Taxes are due everybody! Hooray!

If you’re anything like me, taxes are a long and laborious chore, and I’m even more qualified than most because I worked as a tax preparer for over a year. I’m only 24 for god’s sake, I’m supposed to be spack-dab in the middle of the part of your life where you look forward to cashing out your W-2s after work and buying a round of drinks with your refund. But the IRS is not a fan of entrepreneurs or freelancers turns out…

But I digress. In the world of Team Fortress 2, taxes don’t appear to exist or something, probably because everything in the world is owned by the same two companies and they calculate profit margins entirely on gravel and Australium. So that leaves everyone’s favorite mercenaries free to spend untold amounts of ammo murdering the crap out of each other without worrying about having to itemize the bullets.

April 20th, 2009 started with a seemingly innocuous patch note: “Reworked the character loadout screens to support future features.” Little did anyone guess that those features would be HATS. The ability to delete items from your backpack was also added, in response to many people complaining that their backpacks were literally drowning in dozens of useless Bonk! Atomic Punches and Blutsaugers. Crafting wouldn’t be introduced to the game for another eight months. The Bonk! Atomic Punch received a well-deserved nerf that prevented Scouts from continuing to carry the intel if they were doing so when they drank the cola. Considering the distance a Scout can get in eight seconds, this was a necessity.

Did you know that Bonk! and Crit-a-Cola were originally void of cooldown? Their secondary downsides were apparently seen as adequate. Regardless, they both were eventually given Sandman-style cooldowns, and the Crit-a-Cola’s came on April 20, 2011. The Sticky Jumper received its adorable orange skin and rounded stickies at this point as well, albeit at the loss of the ability to place believable decoy stickies around the intel.

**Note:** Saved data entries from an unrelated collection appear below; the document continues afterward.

//! # tosrc-serializer
//!
//! Turns a [`Value`] into JavaScript source text that evaluates back to an
//! equivalent value.
//!
//! Nesting is bounded by a depth budget: every descent into an array or an
//! object costs one unit, and containers met with no budget left are written
//! as `undefined`. The default budget is 1, so the members of the top-level
//! container are written but nested containers are not.
//!
//! ## Quick Start
//!
//! ```rust
//! use tosrc_serializer::{to_source, to_source_with_depth};
//! use tosrc_value::{ObjectRef, Value};
//!
//! let inner = ObjectRef::from_entries([("b", Value::from(1))]);
//! let outer = ObjectRef::from_entries([("a", Value::Object(inner))]);
//! let value = Value::Object(outer);
//!
//! assert_eq!(to_source(&value), r#"{"a": undefined}"#);
//! assert_eq!(to_source_with_depth(&value, 2), r#"{"a": {"b": 1}}"#);
//! ```
//!
//! ## Circular references
//!
//! A container reached again while it is being written is replaced by
//! `undefined` and reported to the [`DiagnosticSink`]. The rest of the
//! output is unaffected.
//!
//! ```rust
//! use std::sync::Arc;
//! use tosrc_serializer::{MemorySink, Serializer};
//! use tosrc_value::{ObjectRef, Value};
//!
//! let x = ObjectRef::new();
//! x.insert("self", Value::Object(x.clone()));
//!
//! let sink = Arc::new(MemorySink::new());
//! let serializer = Serializer::new().with_sink(sink.clone());
//!
//! assert_eq!(serializer.render_with_depth(&Value::Object(x), 3), r#"{"self": undefined}"#);
//! assert_eq!(sink.len(), 1);
//! ```
//!
//! ## Architecture
//!
//! - [`serializer`]: [`Serializer`] and the per-call traversal
//! - [`literal`]: literal formatting for numbers, strings, dates and functions
//! - [`writer`]: [`SourceWriter`] output buffer
//! - [`config`]: [`SerializerConfig`] and its policies
//! - [`sink`]: diagnostics ([`DiagnosticSink`], [`TracingSink`], [`MemorySink`])
//! - [`error`]: error types

pub mod config;
pub mod error;
pub mod literal;
pub mod serializer;
pub mod sink;
pub mod writer;

pub use config::{CycleDetection, ExhaustedContainer, NegativeDepthPolicy, SerializerConfig};
pub use error::{ConfigError, SerializeError};
pub use serializer::{CircularReference, Rendered, Serializer, ToSource, to_source, to_source_with_depth};
pub use sink::{Diagnostic, DiagnosticSink, MemorySink, NullSink, TracingSink};
pub use writer::SourceWriter;

pub use tosrc_value::Value;
//! Serializer configuration.
//!
//! A [`SerializerConfig`] can be built in code, parsed from TOML or read
//! from environment variables. Sources layer: start from a file (or the
//! defaults) and let the environment override it.
//!
//! ```rust
//! use tosrc_serializer::{NegativeDepthPolicy, SerializerConfig};
//!
//! let config = SerializerConfig::from_toml_str(
//!     r#"
//!     default_depth = 3
//!     negative_depth = "reject"
//!     "#,
//! )
//! .unwrap();
//!
//! assert_eq!(config.default_depth, 3);
//! assert_eq!(config.negative_depth, NegativeDepthPolicy::Reject);
//! ```

use crate::error::ConfigError;
use serde::{Deserialize, Serialize};
use std::env;
use std::fmt;
use std::path::Path;
use std::str::FromStr;

/// Prefix of the environment variables read by [`SerializerConfig::from_env`]
pub const DEFAULT_ENV_PREFIX: &str = "TOSRC_";

/// What to do with a negative depth argument
#[derive(Clone, Copy, Debug, Default, PartialEq, Eq, Serialize, Deserialize)]
#[serde(rename_all = "snake_case")]
pub enum NegativeDepthPolicy {
	/// Treat it as zero: top-level containers are not entered
	#[default]
	ClampToZero,
	/// Fail with [`SerializeError::NegativeDepth`](crate::SerializeError::NegativeDepth)
	Reject,
}

/// How a container is written once the depth budget is spent
#[derive(Clone, Copy, Debug, Default, PartialEq, Eq, Serialize, Deserialize)]
#[serde(rename_all = "snake_case")]
pub enum ExhaustedContainer {
	/// `undefined`
	#[default]
	Undefined,
	/// An empty literal of the container's kind (`[]` or `{}`)
	Empty,
}

/// Which containers count as already seen
#[derive(Clone, Copy, Debug, Default, PartialEq, Eq, Serialize, Deserialize)]
#[serde(rename_all = "snake_case")]
pub enum CycleDetection {
	/// Every container entered during the call. A container referenced
	/// twice is written once, the second reference collapses.
	#[default]
	Traversal,
	/// Only the containers currently being written (the path from the
	/// root). Shared but acyclic containers are written at each reference.
	Ancestors,
}

macro_rules! impl_policy_from_str {
	($ty:ty { $($text:literal => $variant:expr),* $(,)? }) => {
		impl FromStr for $ty {
			type Err = String;

			fn from_str(s: &str) -> Result<Self, Self::Err> {
				match s.trim().to_ascii_lowercase().replace('-', "_").as_str() {
					$($text => Ok($variant),)*
					other => Err(other.to_string()),
				}
			}
		}
	};
}

impl_policy_from_str!(NegativeDepthPolicy {
	"clamp_to_zero" => NegativeDepthPolicy::ClampToZero,
	"clamp" => NegativeDepthPolicy::ClampToZero,
	"reject" => NegativeDepthPolicy::Reject,
});

impl_policy_from_str!(ExhaustedContainer {
	"undefined" => ExhaustedContainer::Undefined,
	"empty" => ExhaustedContainer::Empty,
});

impl_policy_from_str!(CycleDetection {
	"traversal" => CycleDetection::Traversal,
	"ancestors" => CycleDetection::Ancestors,
});

/// Serializer settings.
#[derive(Clone, Debug, PartialEq, Eq, Serialize, Deserialize)]
#[serde(default, deny_unknown_fields)]
pub struct SerializerConfig {
	/// Depth budget used when the caller passes none
	pub default_depth: u32,
	/// Handling of negative depth arguments
	pub negative_depth: NegativeDepthPolicy,
	/// Rendering of containers past the depth budget
	pub exhausted_container: ExhaustedContainer,
	/// Scope of circular reference detection
	pub cycle_detection: CycleDetection,
	/// Report circular references to the diagnostic sink
	pub warn_on_cycle: bool,
}

impl Default for SerializerConfig {
	fn default() -> Self {
		Self {
			default_depth: 1,
			negative_depth: NegativeDepthPolicy::default(),
			exhausted_container: ExhaustedContainer::default(),
			cycle_detection: CycleDetection::default(),
			warn_on_cycle: true,
		}
	}
}

impl SerializerConfig {
	/// Set the default depth budget
	pub fn with_default_depth(mut self, depth: u32) -> Self {
		self.default_depth = depth;
		self
	}

	/// Set the negative depth policy
	pub fn with_negative_depth(mut self, policy: NegativeDepthPolicy) -> Self {
		self.negative_depth = policy;
		self
	}

	/// Set how exhausted containers are written
	pub fn with_exhausted_container(mut self, style: ExhaustedContainer) -> Self {
		self.exhausted_container = style;
		self
	}

	/// Set the cycle detection scope
	pub fn with_cycle_detection(mut self, detection: CycleDetection) -> Self {
		self.cycle_detection = detection;
		self
	}

	/// Enable or disable cycle warnings
	pub fn with_warn_on_cycle(mut self, enabled: bool) -> Self {
		self.warn_on_cycle = enabled;
		self
	}

	/// Parse a TOML document. Missing keys keep their defaults.
	pub fn from_toml_str(s: &str) -> Result<Self, ConfigError> {
		Ok(toml::from_str(s)?)
	}

	/// Read and parse a TOML file
	pub fn from_toml_file(path: impl AsRef<Path>) -> Result<Self, ConfigError> {
		let content = std::fs::read_to_string(path)?;
		Self::from_toml_str(&content)
	}

	/// Defaults overridden by `TOSRC_*` environment variables
	pub fn from_env() -> Result<Self, ConfigError> {
		Self::default().merge_env(DEFAULT_ENV_PREFIX)
	}

	/// Override fields from environment variables named `{prefix}{FIELD}`,
	/// e.g. `TOSRC_DEFAULT_DEPTH`. Unset variables leave fields unchanged.
	pub fn merge_env(mut self, prefix: &str) -> Result<Self, ConfigError> {
		if let Some(v) = read_env(prefix, "DEFAULT_DEPTH") {
			self.default_depth = parse_env(prefix, "DEFAULT_DEPTH", &v)?;
		}
		if let Some(v) = read_env(prefix, "NEGATIVE_DEPTH") {
			self.negative_depth = parse_env(prefix, "NEGATIVE_DEPTH", &v)?;
		}
		if let Some(v) = read_env(prefix, "EXHAUSTED_CONTAINER") {
			self.exhausted_container = parse_env(prefix, "EXHAUSTED_CONTAINER", &v)?;
		}
		if let Some(v) = read_env(prefix, "CYCLE_DETECTION") {
			self.cycle_detection = parse_env(prefix, "CYCLE_DETECTION", &v)?;
		}
		if let Some(v) = read_env(prefix, "WARN_ON_CYCLE") {
			self.warn_on_cycle =
				parse_bool(&v).ok_or_else(|| invalid(prefix, "WARN_ON_CYCLE", &v))?;
		}
		Ok(self)
	}
}

fn read_env(prefix: &str, key: &str) -> Option<String> {
	env::var(format!("{}{}", prefix, key)).ok()
}

fn parse_env<T>(prefix: &str, key: &str, value: &str) -> Result<T, ConfigError>
where
	T: FromStr,
	T::Err: fmt::Debug,
{
	value.trim().parse().map_err(|_| invalid(prefix, key, value))
}

fn invalid(prefix: &str, key: &str, value: &str) -> ConfigError {
	ConfigError::InvalidValue {
		key: format!("{}{}", prefix, key),
		value: value.to_string(),
	}
}

/// Parse the usual spellings of a boolean flag
pub fn parse_bool(value: &str) -> Option<bool> {
	match value.trim().to_ascii_lowercase().as_str() {
		"true" | "1" | "yes" | "on" => Some(true),
		"false" | "0" | "no" | "off" => Some(false),
		_ => None,
	}
}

Does anyone else have fond memories of the April 17, 2012 update? We’ll never know if they were bugs or features, but a couple of undocumented changes really shook up the TF2 metagame, mostly for Medics and Engineers. Dispensers, payload carts and the Quick-Fix (which at the time had no overheal) no longer maintained overheal in absence of the original heal beam, which was mostly a nerf for turtling Engineers. At the same time, on-hit effects suddenly became applicable to buildings, meaning a Dispenser turned into 75% Ubercharge with the Ubersaw or up to 100 health back for a Black Box Soldier. It was freaking awesome, and I used to think the feature should have remained on the Tank Buster set (since back then, item set bonuses were a thing!) The Texas-Half Pants and Bolt-Action Blitzer saw the light of day, leading to the demise of my first laptop when I installed CrimeCraft Gang Wars hoping to earn the latter and it utterly destroyed my hard drive for some reason.

Spy-chacking became fair again because they also fixed using the "inspect loadout" key to immediately identify enemy spies without cooldown at any range.
Spy-checking became fair again because they also fixed using the “inspect loadout” key to immediately identify enemy spies without cooldown at any range.

The next day Valve fixed most of the bugs from the last patch. 😦 They also fixed a few fire-related bugs; RED Pyros could no longer ignite teammates by puff-n-spectating (similar to a related glitch with the crossbow), the Spy-cicle fixed a few rare instances that would prevent the fire immunity from happening, and the Sharpened Volcano Fragment had its burn time increased from zero seconds. The ‘Mysterious promo 2 bundle’ was added to the schema, an un-purchase-able pack containing only the flare gun. SPUFer Blk-Mge_Ctype loudly and repeatedly speculates that it was a placeholder for a late Portal 2 promo that would contain a Flare Gun reskin of the Combustible Lemon Launcher. He was wrong.

A year later on April 23, the actual Portal 2 promo the Ap-Sap was added to the Mann Co. Store. It also gained the ability to be gift-wrapped and have custom names/descriptions added onto it, meaning you can name it after whatever your favorite core is. If Valve ever adds paint one day you can even make it look right. Speaking of box-shaped robotics, the RoboCrate has its materials added to the game, further confirming everyone’s suspicions that the first community-contributed update would contain a bunch of robo-reskins of your favorite hats. The RoboCrate was the very first time Valve bumped an event crate to “impossibly rare drop” instead of retiring it outright, and if we’d known they were going to repeatedly do that we might have complained more. I certainly wasn’t too jazzed when a Strongbox crate dropped in 2015, reminding me that originally I would have just found something super rare like a taunt.